Agrippina’s alleged final words to her assassin — “Smite my womb” — expressing her regret over birthing her monstrous son, were woven into other legends amplified in the Middle Ages into a particularly strange narrative involving dissected bodies and frogs. Mrs. Karswell reads for us the relevant passage from Jacobus de Varagine’s 1275 compilation of hagiographies and related stories, The Golden Legend.
Along the way, we also hear some tales of Nero’s vanity (his endless mandatory-attendance lyre concerts), excesses (pet tigers and Felliniesque parties) and further sexual aberrations (castration and marriage to his male “wife” Sporus in 67AD.)
As for the Great Fire of Rome in 64AD, his musical performance celebrating the event is treated as historical fact by the majority of ancient chroniclers, but it involves neither lyre nor fiddle. The association with the fiddle is explained along the way, and we also hear a snippet of Jimmy Collie 1956 country-western song, “Nero Played His Fiddle (While Rome Burned)” At least two sources (Suetonius and Cassius Dio) agree that during the conflagration, Nero presented a song about the Sack of Troy, comparing that ancient city’s fate with Rome’s current plight.

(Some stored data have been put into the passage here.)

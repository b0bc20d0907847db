//! Domain layer for the Tabfuse backend.
//!
//! This crate contains:
//! - Domain models (UploadedFile, EnrichmentRequest, JobSnapshot)
//! - Request/response payloads with validation rules

pub mod models;
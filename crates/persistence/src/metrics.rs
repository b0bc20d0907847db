//! Database metrics collection.

use metrics::histogram;
use std::time::Instant;

/// Record database query duration.
pub fn record_query_duration(query_name: &str, duration_secs: f64) {
    histogram!(
        "database_query_duration_seconds",
        "query" => query_name.to_string()
    )
    .record(duration_secs);
}

/// A helper to time database operations and record metrics.
///
/// Usage:
/// ```ignore
/// let timer = QueryTimer::new("find_file_by_id");
/// let result = sqlx::query_as::<_, UploadedFileEntity>(...).fetch_optional(&pool).await;
/// timer.record();
/// result
/// ```
pub struct QueryTimer {
    query_name: String,
    start: Instant,
}

impl QueryTimer {
    /// Create a new timer for the given query name.
    pub fn new(query_name: impl Into<String>) -> Self {
        Self {
            query_name: query_name.into(),
            start: Instant::now(),
        }
    }

    /// Record the elapsed duration to metrics.
    pub fn record(self) {
        let duration = self.start.elapsed().as_secs_f64();
        record_query_duration(&self.query_name, duration);
    }
}

#[cfg(test)]
mod tests {
    use super::*;

    #[test]
    fn test_query_timer_creation() {
        let timer = QueryTimer::new("test_query");
        assert_eq!(timer.query_name, "test_query");
    }
}
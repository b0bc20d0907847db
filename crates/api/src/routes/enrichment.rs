//! Enrichment submission and job status handlers.

use axum::{
    extract::{Path, State},
    http::StatusCode,
    Json,
};
use tracing::info;
use uuid::Uuid;
use validator::Validate;

use domain::models::{EnrichmentAccepted, EnrichmentRequest, JobStatus, JobStatusResponse};
use persistence::repositories::UploadedFileRepository;

use crate::app::AppState;
use crate::error::ApiError;
use crate::services::enrichment::EnrichmentTask;

/// Submit an enrichment job for a stored file.
///
/// POST /api/v1/files/:file_id/enrich
///
/// Validation failures are rejected here synchronously; once a job id is
/// returned, every later failure is observed through status polling.
pub async fn submit_enrichment(
    State(state): State<AppState>,
    Path(file_id): Path<i64>,
    Json(request): Json<EnrichmentRequest>,
) -> Result<(StatusCode, Json<EnrichmentAccepted>), ApiError> {
    request.validate()?;

    let repo = UploadedFileRepository::new(state.pool.clone());
    let source = repo
        .find_by_id(file_id)
        .await?
        .ok_or_else(|| ApiError::NotFound("File not found".to_string()))?;

    if repo.exists_by_name(&request.enriched_file_name).await? {
        return Err(ApiError::Conflict(
            "A file with this name already exists".to_string(),
        ));
    }

    let job_id = Uuid::new_v4();
    state.tracker.create(job_id).await;

    let task = EnrichmentTask {
        job_id,
        file_id: source.id,
        request,
    };
    if let Err(err) = state.jobs.submit(task) {
        state.tracker.remove(job_id).await;
        return Err(ApiError::ServiceUnavailable(err.to_string()));
    }

    info!(job_id = %job_id, file_id, "Enrichment job queued");

    Ok((
        StatusCode::ACCEPTED,
        Json(EnrichmentAccepted {
            job_id,
            status: JobStatus::Queued,
        }),
    ))
}

/// Poll the current state of an enrichment job.
///
/// GET /api/v1/jobs/:job_id
pub async fn job_status(
    State(state): State<AppState>,
    Path(job_id): Path<Uuid>,
) -> Result<Json<JobStatusResponse>, ApiError> {
    let snapshot = state
        .tracker
        .get(job_id)
        .await
        .ok_or_else(|| ApiError::NotFound("Job not found".to_string()))?;

    Ok(Json(JobStatusResponse { job_id, snapshot }))
}
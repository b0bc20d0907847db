use std::sync::Arc;
use std::time::Duration;

use anyhow::Result;
use tracing::info;

use tabfuse_api::app::{self, AppState};
use tabfuse_api::config::Config;
use tabfuse_api::jobs::{spawn_retention_sweeper, JobTracker, WorkerPool};
use tabfuse_api::middleware;
use tabfuse_api::services::enrichment::EnrichmentEngine;
use tabfuse_api::services::external_api::ExternalFetcher;

#[tokio::main]
async fn main() -> Result<()> {
    // Load .env file if present
    dotenvy::dotenv().ok();

    // Load configuration
    let config = Config::load()?;

    // Initialize logging and metrics
    middleware::logging::init_logging(&config.logging);
    middleware::metrics::init_metrics();

    info!("Starting Tabfuse API v{}", env!("CARGO_PKG_VERSION"));

    // Ensure the file store exists before anything touches it
    tokio::fs::create_dir_all(&config.storage.data_dir).await?;

    // Create database pool
    let pool = persistence::db::create_pool(&persistence::db::DatabaseConfig {
        url: config.database.url.clone(),
        max_connections: config.database.max_connections,
        min_connections: config.database.min_connections,
        connect_timeout_secs: config.database.connect_timeout_secs,
        idle_timeout_secs: config.database.idle_timeout_secs,
    })
    .await?;

    // Run migrations
    info!("Running database migrations...");
    sqlx::migrate!("../persistence/src/migrations")
        .run(&pool)
        .await?;
    info!("Migrations completed");

    // Wire up the enrichment pipeline
    let config = Arc::new(config);
    let tracker = Arc::new(JobTracker::new());
    let fetcher = ExternalFetcher::new(Duration::from_secs(
        config.enrichment.fetch_timeout_secs,
    ))?;
    let engine = Arc::new(EnrichmentEngine::new(
        pool.clone(),
        Arc::clone(&tracker),
        fetcher,
        config.storage.data_dir.clone(),
        config.enrichment.chunk_size,
    ));
    let worker_pool = WorkerPool::start(
        engine,
        config.enrichment.worker_count,
        config.enrichment.queue_capacity,
    );
    let sweeper = spawn_retention_sweeper(
        Arc::clone(&tracker),
        config.enrichment.sweep_interval_secs,
        config.enrichment.job_retention_secs,
        worker_pool.subscribe_shutdown(),
    );

    // Build application
    let state = AppState {
        pool,
        config: Arc::clone(&config),
        tracker,
        jobs: worker_pool.submitter(),
    };
    let app = app::create_app(state);

    // Start server
    let addr = config.socket_addr();
    info!("Server listening on {}", addr);

    let listener = tokio::net::TcpListener::bind(addr).await?;
    axum::serve(listener, app)
        .with_graceful_shutdown(shutdown_signal())
        .await?;

    // Drain background work before exiting
    worker_pool.shutdown();
    worker_pool.wait_for_shutdown(Duration::from_secs(30)).await;
    let _ = sweeper.await;

    Ok(())
}

async fn shutdown_signal() {
    tokio::signal::ctrl_c()
        .await
        .expect("Failed to listen for shutdown signal");
    info!("Shutdown signal received");
}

While Suetonius asserts that the fire was instigated by Nero in order to clear land he desired for his pleasure palace, the Domus Aurea (Golden House), Tacitus records Nero blaming Rome’s Christians for the conflagration.
This particular nexus of Roman and Church history is largely responsible for the Nero’s enduring reputation in Western culture, one strengthened in modern times by the 1951 film, Quo Vadis, itself based on an 1896 Polish novel of the same name by Nobel-Prize-winning author Henryk Sienkiewicz. We hear some snippets from the film that saved MGM studios and initiated a rash of sword-and-sandal epics of the ’50s and ’60s.
Some particularly cruelly conceived deaths endured by Christians (and others) under Nero are discussed along with the executions of the apostles Peter and Paul and a peculiar connection between Nero and the Vatican.
Also associated with Nero is the magician Simon Magus, whose brief appearance in the biblical book of “Acts” is not particularly interesting, but whose career in apocryphal literature and medieval tradition is quite rich. We hear another interesting account from The Golden Legend describing the magician’s wonderworking feats and a sort of wizard battle between Simon Magus and St. Peter. Also heard is a snippet the 1954 film The Silver Chalice featuring Jack Palance as the sorcerer.
After Nero’s death, the myth-making really began. Because of the obscure circumstances of this death and burial, which we discuss, a belief circulated that he had either not died or would be resurrected (the Nero Redivivus legend). Several imposters using his name took advantage of this, specifically three “Pseudo-Neros” gaining followers in distant lands between 4 and 20 years after his death.
Two of the Pseudo-Neros gained followers in Parthia (modern Iran), a detail found also in a the prophecies of the Sibylline Oracles regarding a terrible End Times conqueror or Antichrist (though the latter word is never used) — and thus one positioning Nero as the fulfillment of that prophecy.
Purporting to be a record of the sayings of the Sibyl of classical antiquity, the Oracles were actually written somewhere between the 4th-6th centuries. Books 5 and 8 are full of apocolyptic imagery laced with a few details seeming to match up with bits of Nero’s biography. Interpreters of the biblical book of Revelation have also provided clues connecting Nero with the Antichrist.
We close our show with a look at the haunted history of Nero’s grave in Rome as well as a more recent myth that’s evolved around the supremely exotic execution and torture of the poisoner Locusta.